Nirali Bhatia and Madhura Pathare
Game designer Madhura Pathare, 29, is careful to resist easy villainy. She grew up playing games from Barbie dress-up worlds to age-old racing games like Midtown Madness, and still plays today. “For many girls, gaming has become the third space. It is the social world that playgrounds, parks and unsupervised hangouts once provided,” she says. Unlike physical spaces, Pathare points out, digital ones are shaped by monetisation, hypersexualised design, and engagement loops that reward spending time and money. Women often hide their identities online to avoid harassment, while young girls absorb ideas about beauty, popularity, and worth at accelerated speed. “Games nowadays are only optimised for attention with no reflection. Especially the ones targeting children,” Pathare says. “They teach urgency and immediate rewards.”

Stuti Sharma, psychologist and founder of The Bleu Helpers
When harm begins to take root, it rarely announces itself through screen time alone. Sharma and Bhatia both stress that the earliest warning signs are emotional, not digital. Sleep patterns shift. Irritability creeps in. A previously open child becomes secretive, withdrawn, or unusually anxious. “These changes happen gradually, which is why they’re easy to miss,” Bhatia notes.
Ashish Javeri, a Mumbai-based parent to a 12-year-old daughter Mishka, says attentiveness matters more than surveillance. “Kids can’t hide distress the way adults can,” he says. Restlessness, sudden anger, or social withdrawal are cues meant not for punishment, but for conversation, intervention, and, when needed, help.

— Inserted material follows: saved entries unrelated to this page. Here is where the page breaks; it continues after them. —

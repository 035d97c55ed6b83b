//! File header and streaming footer codec
//!
//! Layout (little-endian):
//!
//! ```text
//! offset  size  field
//! 0       16    top_ref[2]    : 8-byte slots
//! 16       4    mnemonic      : 'T','-','D','B'
//! 20       2    file_format[2]: one byte per slot
//! 22       1    reserved      : bit0 = encrypted marker
//! 23       1    flags         : bit0 = select bit
//! ```
//!
//! A streaming-form file carries the sentinel in slot 0 and its real
//! top ref in a footer `{magic_cookie, top_ref}` placed at end-of-file.

use std::path::Path;

use bitflags::bitflags;

use crate::constants::{
  CURRENT_FILE_FORMAT, FOOTER_MAGIC_COOKIE, FOOTER_SIZE, HEADER_SIZE,
  MIN_SUPPORTED_FILE_FORMAT, MNEMONIC, STREAMING_SENTINEL,
};
use crate::error::{Result, TideError};
use crate::types::Ref;
use crate::util::binary::{read_u64_at, write_u64_at};

bitflags! {
  /// Header flags byte
  #[derive(Debug, Clone, Copy, PartialEq, Eq, Default)]
  pub struct HeaderFlags: u8 {
    /// Which top-ref slot is authoritative
    const SELECT_BIT = 0b0000_0001;
  }
}

bitflags! {
  /// Reserved byte, used for engine-local markers
  #[derive(Debug, Clone, Copy, PartialEq, Eq, Default)]
  pub struct ReservedFlags: u8 {
    /// File was created under an encryption key
    const ENCRYPTED = 0b0000_0001;
  }
}

/// Decoded 24-byte file header
#[derive(Debug, Clone, Copy, PartialEq, Eq)]
pub struct FileHeader {
  pub top_ref: [u64; 2],
  pub file_format: [u8; 2],
  pub reserved: ReservedFlags,
  pub flags: HeaderFlags,
}

impl FileHeader {
  /// Header written into a brand new (empty) file
  pub fn new_empty() -> Self {
    Self {
      top_ref: [0, 0],
      file_format: [0, 0],
      reserved: ReservedFlags::empty(),
      flags: HeaderFlags::empty(),
    }
  }

  /// Header of a streaming-form file (real top ref lives in the footer)
  pub fn new_streaming() -> Self {
    Self {
      top_ref: [STREAMING_SENTINEL, 0],
      file_format: [CURRENT_FILE_FORMAT, 0],
      reserved: ReservedFlags::empty(),
      flags: HeaderFlags::empty(),
    }
  }

  pub fn parse(buf: &[u8]) -> Result<Self> {
    assert!(buf.len() >= HEADER_SIZE);
    Ok(Self {
      top_ref: [read_u64_at(buf, 0), read_u64_at(buf, 8)],
      file_format: [buf[20], buf[21]],
      reserved: ReservedFlags::from_bits_truncate(buf[22]),
      flags: HeaderFlags::from_bits_truncate(buf[23]),
    })
  }

  pub fn serialize(&self) -> [u8; HEADER_SIZE] {
    let mut buf = [0u8; HEADER_SIZE];
    write_u64_at(&mut buf, 0, self.top_ref[0]);
    write_u64_at(&mut buf, 8, self.top_ref[1]);
    buf[16..20].copy_from_slice(&MNEMONIC);
    buf[20] = self.file_format[0];
    buf[21] = self.file_format[1];
    buf[22] = self.reserved.bits();
    buf[23] = self.flags.bits();
    buf
  }

  /// Index of the authoritative top-ref slot
  pub fn selected_slot(&self) -> usize {
    usize::from(self.flags.contains(HeaderFlags::SELECT_BIT))
  }

  /// Slot the next commit must write into
  pub fn inactive_slot(&self) -> usize {
    1 - self.selected_slot()
  }

  pub fn is_streaming_form(&self) -> bool {
    self.selected_slot() == 0 && self.top_ref[0] == STREAMING_SENTINEL
  }

  pub fn selected_file_format(&self) -> u8 {
    self.file_format[self.selected_slot()]
  }
}

/// Streaming-form footer, placed immediately before end-of-file
#[derive(Debug, Clone, Copy, PartialEq, Eq)]
pub struct StreamingFooter {
  pub magic_cookie: u64,
  pub top_ref: Ref,
}

impl StreamingFooter {
  pub fn new(top_ref: Ref) -> Self {
    Self {
      magic_cookie: FOOTER_MAGIC_COOKIE,
      top_ref,
    }
  }

  pub fn parse(buf: &[u8]) -> Self {
    assert!(buf.len() >= FOOTER_SIZE);
    Self {
      magic_cookie: read_u64_at(buf, 0),
      top_ref: read_u64_at(buf, 8),
    }
  }

  pub fn serialize(&self) -> [u8; FOOTER_SIZE] {
    let mut buf = [0u8; FOOTER_SIZE];
    write_u64_at(&mut buf, 0, self.magic_cookie);
    write_u64_at(&mut buf, 8, self.top_ref);
    buf
  }
}

/// Validate a mapped buffer and extract the effective top ref.
///
/// Checks size sanity, the mnemonic, footer magic for streaming-form
/// files, and that the top ref is 8-aligned and inside the buffer.
pub fn validate_buffer(data: &[u8], size: u64, path: &Path) -> Result<Ref> {
  if size < HEADER_SIZE as u64 || size % 8 != 0 {
    return Err(TideError::invalid_database(path, "file has bad size"));
  }
  if data[16..20] != MNEMONIC {
    return Err(TideError::invalid_database(path, "not a TideDB file"));
  }
  let header = FileHeader::parse(data)?;
  let top_ref = if header.is_streaming_form() {
    if size < (HEADER_SIZE + FOOTER_SIZE) as u64 {
      return Err(TideError::invalid_database(
        path,
        "streaming-form file has bad size",
      ));
    }
    let footer_offset = size as usize - FOOTER_SIZE;
    let footer = StreamingFooter::parse(&data[footer_offset..]);
    if footer.magic_cookie != FOOTER_MAGIC_COOKIE {
      return Err(TideError::invalid_database(path, "bad streaming footer"));
    }
    footer.top_ref
  } else {
    header.top_ref[header.selected_slot()]
  };
  if top_ref % 8 != 0 {
    return Err(TideError::invalid_database(path, "misaligned top ref"));
  }
  if top_ref >= size {
    return Err(TideError::invalid_database(path, "top ref out of bounds"));
  }
  // Format byte 0 means "undecided" (file never committed to).
  let format = header.selected_file_format();
  if format != 0 && format < MIN_SUPPORTED_FILE_FORMAT {
    return Err(TideError::invalid_database(
      path,
      format!("file format {format} is too old to open"),
    ));
  }
  Ok(top_ref)
}

/// Extract the top ref without validation (used with `skip_validate`)
pub fn get_top_ref(data: &[u8], size: u64) -> Result<Ref> {
  let header = FileHeader::parse(data)?;
  if header.is_streaming_form() {
    let footer_offset = size as usize - FOOTER_SIZE;
    Ok(StreamingFooter::parse(&data[footer_offset..]).top_ref)
  } else {
    Ok(header.top_ref[header.selected_slot()])
  }
}

#[cfg(test)]
mod tests {
  use super::*;
  use std::path::PathBuf;

  fn path() -> PathBuf {
    PathBuf::from("/tmp/t.tidedb")
  }

  #[test]
  fn select_bit_picks_the_slot() {
    let mut header = FileHeader::new_empty();
    header.top_ref = [24, 48];
    assert_eq!(header.selected_slot(), 0);
    header.flags |= HeaderFlags::SELECT_BIT;
    assert_eq!(header.selected_slot(), 1);
    assert_eq!(header.inactive_slot(), 0);
  }

  #[test]
  fn header_round_trips() {
    let mut header = FileHeader::new_streaming();
    header.flags = HeaderFlags::SELECT_BIT;
    header.reserved = ReservedFlags::ENCRYPTED;
    let parsed = FileHeader::parse(&header.serialize()).unwrap();
    assert_eq!(parsed, header);
  }

  #[test]
  fn validate_rejects_bad_mnemonic() {
    let buf = vec![0u8; 4096];
    assert!(matches!(
      validate_buffer(&buf, 4096, &path()),
      Err(TideError::InvalidDatabase { .. })
    ));
  }

  #[test]
  fn validate_reads_streaming_footer() {
    let mut buf = FileHeader::new_streaming().serialize().to_vec();
    buf.resize(4096 - FOOTER_SIZE, 0);
    buf.extend_from_slice(&StreamingFooter::new(128).serialize());
    assert_eq!(validate_buffer(&buf, 4096, &path()).unwrap(), 128);
  }

  #[test]
  fn validate_rejects_bad_cookie() {
    let mut buf = FileHeader::new_streaming().serialize().to_vec();
    buf.resize(4096, 0);
    assert!(validate_buffer(&buf, 4096, &path()).is_err());
  }

  #[test]
  fn validate_rejects_out_of_bounds_top_ref() {
    let mut header = FileHeader::new_empty();
    header.top_ref = [8192, 0];
    let mut buf = header.serialize().to_vec();
    buf.resize(4096, 0);
    assert!(validate_buffer(&buf, 4096, &path()).is_err());
  }
}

His parenting in the digital age isn’t about watching every move. “I’ve restricted a few games like Roblox and Battlefields for Mishka. It’s basically about discipline from an early age.” His daughter has screen limits, age filters, and app restrictions, but those are scaffolding, not the core. “The moment a child is not comfortable talking to you,” he says, “you’ve already lost the game.” Javeri and his wife prioritise conversation over control, making sure their daughter feels trusted enough to ask questions and admit mistakes. “You can restrict apps,” he says, “but if your child can’t come to you when something feels wrong, no filter will save you.”

Ashish Javeri has maintained an open relationship with his 12-year-old daughter Mishka and is always aware of her online activity
From the inside the gaming ecosystem, Gagan Gupta is blunt about where the danger lies. “Though, I wouldn’t count these as games per se, but there are some predatory gamified apps out there made by people who just want to monetise these things,” he says, adding that this problem “mainly plagues mobile as a platform.” According to him, PC and console gaming operate differently because “there are quality checks in place that don’t allow these kinds of things.” He is unequivocal about intent. “The developer is very aware of what they’re creating.” If a game has addictive value, “it definitely is not coming to them as a surprise, no matter what they’re saying.”
In this vacuum, temporary bans acting as emergency brakes simply pauses the harm, not long-term fixes. What happened is not girls’ weaknesses or a parent’s failure, but the outcome of emotionally vulnerable children navigating an immense digital world alone.